Exercise details: Reproduce, please, only the lines from the first line below to the line containing "impl Display for UserId", inclusive.

Available data:

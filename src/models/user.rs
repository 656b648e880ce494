//! This file defines a user of the mock bank and its supporting types.

use std::fmt::Display;

use serde::{Deserialize, Serialize};

/// A newtype wrapper for user IDs.
///
/// IDs are decimal strings ("1", "2", ...) assigned sequentially by the user
/// store. The wrapper disambiguates user IDs from transaction IDs, leading to
/// better compile time errors when the two are mixed up.
#[derive(Clone, Debug, PartialEq, Eq, Hash, Serialize, Deserialize)]
pub struct UserId(String);

impl UserId {
    /// Create a new user ID.
    pub fn new(id: impl Into<String>) -> Self {
        Self(id.into())
    }

    /// The ID as a string slice.
    pub fn as_str(&self) -> &str {
        &self.0
    }
}

impl Display for UserId {
    fn fmt(&self, f: &mut std::fmt::Formatter<'_>) -> std::fmt::Result {
        self.0.fmt(f)
    }
}

/// The tier of a user's account.
///
/// Input is matched case-insensitively by the validator; at rest and on the
/// wire the value is always lowercase.
#[derive(Clone, Copy, Debug, PartialEq, Eq, Serialize, Deserialize)]
#[serde(rename_all = "lowercase")]
pub enum AccountType {
    /// The free tier.
    Basic,
    /// The paid tier.
    Premium,
}

impl AccountType {
    /// Parse an already lowercased account type string.
    pub fn parse(value: &str) -> Option<Self> {
        match value {
            "basic" => Some(Self::Basic),
            "premium" => Some(Self::Premium),
            _ => None,
        }
    }

    /// The lowercase wire representation.
    pub fn as_str(self) -> &'static str {
        match self {
            Self::Basic => "basic",
            Self::Premium => "premium",
        }
    }
}

impl Display for AccountType {
    fn fmt(&self, f: &mut std::fmt::Formatter<'_>) -> std::fmt::Result {
        f.write_str(self.as_str())
    }
}

/// A user of the mock bank.
///
/// Users are immutable once created; there are no update or delete
/// operations.
#[derive(Clone, Debug, PartialEq, Serialize, Deserialize)]
#[serde(rename_all = "camelCase")]
pub struct User {
    /// The ID assigned by the user store.
    pub id: UserId,
    /// The user's full name, "Firstname Lastname".
    pub name: String,
    /// The user's email address, stored trimmed.
    pub email: String,
    /// The account tier, lowercase at rest.
    pub account_type: AccountType,
}

/// A validated, normalized user that has not been assigned an ID yet.
///
/// Produced by [validate_user](crate::validation::validate_user) and consumed
/// by [UserStore::create](crate::stores::UserStore::create).
#[derive(Clone, Debug, PartialEq)]
pub struct NewUser {
    /// The user's full name, trimmed.
    pub name: String,
    /// The user's email address, trimmed.
    pub email: String,
    /// The account tier.
    pub account_type: AccountType,
}

#[cfg(test)]
mod user_tests {
    use serde_json::json;

    use super::{AccountType, User, UserId};

    #[test]
    fn serializes_with_wire_field_names() {
        let user = User {
            id: UserId::new("1"),
            name: "Akash Roy".to_owned(),
            email: "akash@example.com".to_owned(),
            account_type: AccountType::Premium,
        };

        let got = serde_json::to_value(&user).unwrap();
        let want = json!({
            "id": "1",
            "name": "Akash Roy",
            "email": "akash@example.com",
            "accountType": "premium",
        });

        assert_eq!(got, want, "want {want}, got {got}");
    }

    #[test]
    fn parses_account_types_from_lowercase() {
        assert_eq!(AccountType::parse("basic"), Some(AccountType::Basic));
        assert_eq!(AccountType::parse("premium"), Some(AccountType::Premium));
        assert_eq!(AccountType::parse("gold"), None);
        // The validator lowercases before parsing; mixed case is not this
        // type's job.
        assert_eq!(AccountType::parse("Premium"), None);
    }
}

Solved problem:
filename src/models/user.rs
repository 656b648e880ce494
//! This file defines a user of the mock bank and its supporting types.

use std::fmt::Display;

use serde::{Deserialize, Serialize};

/// A newtype wrapper for user IDs.
///
/// IDs are decimal strings ("1", "2", ...) assigned sequentially by the user
/// store. The wrapper disambiguates user IDs from transaction IDs, leading to
/// better compile time errors when the two are mixed up.
#[derive(Clone, Debug, PartialEq, Eq, Hash, Serialize, Deserialize)]
pub struct UserId(String);

impl UserId {
    /// Create a new user ID.
    pub fn new(id: impl Into<String>) -> Self {
        Self(id.into())
    }

    /// The ID as a string slice.
    pub fn as_str(&self) -> &str {
        &self.0
    }
}

impl Display for UserId {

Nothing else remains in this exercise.